[volt-nuts] What makes a HP3458A so expensive
john.phillips0 at gmail.com
Fri Jan 17 11:35:12 EST 2014
I do know the reference boards are burnt in and stability data analyzed to
select the ones that will make it into meters. They are also stored hot. If
the board is turned off its stability degrades. Agilent had a bad batch of
high stability boards when manufacturing was moved off shore because as
soon as they met speck they were harvested to make room for more boards.
The some of the harvested boards drifted out of spec. The fix was to leave
them powered up in a meter for 3 mo. to get back to spec. You should never
turn a 3458A off. The longer it is on the more stable it gets.
On Fri, Jan 17, 2014 at 7:52 AM, Bill Gold <wpgold3637 at att.net> wrote:
> It isn't just the materials in the 3458A meter and what they cost. It
> is the massive development time and effort, just trying to verify the
> linearity of the ADC and stability of the reference and so on. Then there
> is the ongoing time that must be spent on insuring that the critical
> components are with in specs, with incoming inspections. My guess is that
> HP had to check a bunch of LTZ1000As just to get some that would working
> correctly. I am sure that HP built many reference boards that failed long
> term testing and needed to be trashed. Read all of the articles on this
> I worked for a small company that made ATE for Discrete Semiconductors.
> I was constantly working on incoming inspections to insure that critical
> components were up to our standards to guarantee that the final product
> would perform as advertised. When you are generating 1600 volts DC and
> switching that kind of voltage between leads on the semiconductor, the
> breakdown voltage of the relays and reed switches become critical. The
> switching time of relays also is critical. When you are trying to measure
> pa in an ATE environment things get difficult if you are not careful with
> the components.
> Our rule of thumb was to multiply the cost of the systems by 3 times
> over the actual materials and assembly costs. This was done just to insure
> we could make a profit (sometimes) and cover engineering costs on both
> existing products and new projects.
> So I don't think that what HP/AGILENT/KEYSIGHT is charging for the
> is out of line.
> ----- Original Message -----
> From: "Attila Kinali" <attila at kinali.ch>
> To: <volt-nuts at febo.com>
> Sent: Thursday, January 16, 2014 10:34 AM
> Subject: [volt-nuts] What makes a HP3458A so expensive
> > Hi,
> > I recently got my hands on a HP3458A (unfortunately, the NVRAM batteries
> > are dead, but that's another story) and started digging around a bit.

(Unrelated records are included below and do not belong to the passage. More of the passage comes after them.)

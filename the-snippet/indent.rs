use ropey::RopeSlice;
use serde::Deserialize;
use tracing::trace;

use crate::is_horizontal_whitespace;

/// Host editor re-indent thresholds.
///
/// These are observed behavior of the host's snippet insertion, not a
/// formatting rule. Keep the defaults unless the host changes.
#[derive(Debug, Clone, Copy, PartialEq, Eq, Deserialize)]
#[serde(default, rename_all = "kebab-case", deny_unknown_fields)]
pub struct IndentThresholds {
  /// Leading spaces that count as more than one level of indentation.
  pub nested_spaces: usize,
  /// Leading tabs that count as more than one level of indentation.
  pub nested_tabs:   usize,
  /// Characters removed when reducing by one level.
  pub level_width:   usize,
}

impl Default for IndentThresholds {
  fn default() -> Self {
    Self {
      nested_spaces: 5,
      nested_tabs:   2,
      level_width:   4,
    }
  }
}

#[derive(Debug, Clone, Copy, Default, PartialEq, Eq)]
pub struct IndentingDecision {
  pub reduce_one_level:     bool,
  /// Takes precedence over `reduce_one_level`.
  pub remove_all_top_level: bool,
  pub previous_char:        Option<char>,
}

impl IndentingDecision {
  pub fn strips_indent(&self) -> bool {
    self.reduce_one_level || self.remove_all_top_level
  }
}

/// Decides how much of `template`'s indentation to strip when it is inserted
/// at char index `pos` of `text`.
///
/// The host re-indents every line of a multi-line snippet to the current
/// line's indentation, but only after whitespace, a comment, a block or
/// statement end (`}` / `;`), or at the start of a block (`{`) when the
/// template is nested deeper than one level.
pub fn resolve_indenting(
  template: &str,
  text: RopeSlice,
  pos: usize,
  thresholds: &IndentThresholds,
) -> IndentingDecision {
  let pos = pos.min(text.len_chars());
  let line = text.char_to_line(pos);
  let line_start = text.line_to_char(line);
  let column = pos - line_start;

  if column == 0 {
    return IndentingDecision {
      reduce_one_level:     false,
      remove_all_top_level: false,
      previous_char:        (line != 0).then_some('\n'),
    };
  }

  let previous = text.char(pos - 1);
  let after_whitespace_block_or_statement =
    previous.is_whitespace() || previous == '}' || previous == ';';
  // `///` doc comments contain `//` as well
  let after_comment = comment_start(text.line(line)).is_some_and(|start| column > start);
  let at_block_start = previous == '{';

  let remove_all = after_whitespace_block_or_statement || after_comment;
  let decision = IndentingDecision {
    reduce_one_level:     remove_all
      || (at_block_start && is_nested_more_than_one_level(template, thresholds)),
    remove_all_top_level: remove_all,
    previous_char:        Some(previous),
  };

  trace!(
    previous = ?decision.previous_char,
    reduce = decision.reduce_one_level,
    remove_all = decision.remove_all_top_level,
    "resolved snippet indenting"
  );
  decision
}

/// Column of the first `//` on the line.
fn comment_start(line: RopeSlice) -> Option<usize> {
  let mut previous_slash = false;
  for (idx, ch) in line.chars().enumerate() {
    if ch == '/' {
      if previous_slash {
        return Some(idx - 1);
      }
      previous_slash = true;
    } else {
      previous_slash = false;
    }
  }
  None
}

/// Whether the template's first line (after leading newlines) is indented
/// more than one level.
fn is_nested_more_than_one_level(template: &str, thresholds: &IndentThresholds) -> bool {
  let body = template.trim_start_matches('\n');
  let leading = |excluded: char| {
    body
      .chars()
      .take_while(|&ch| is_horizontal_whitespace(ch) && ch != excluded)
      .count()
  };

  leading('\t') >= thresholds.nested_spaces || leading(' ') >= thresholds.nested_tabs
}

> > These beasts are sold for 3kUSD and up on ebay, while e.g. a Fluke 8845
> > which seems comparable (beside being 6 1/2 digits) that sells for 1500CHF
> > So, what makes the HP3458A so expensive?
> > Attila Kinali
> > --
> > I pity people who can't find laughter or at least some bit of amusement
> > the little doings of the day. I believe I could find something ridiculous
> > even in the saddest moment, if necessary. It has nothing to do with being
> > superficial. It's a matter of joy in life.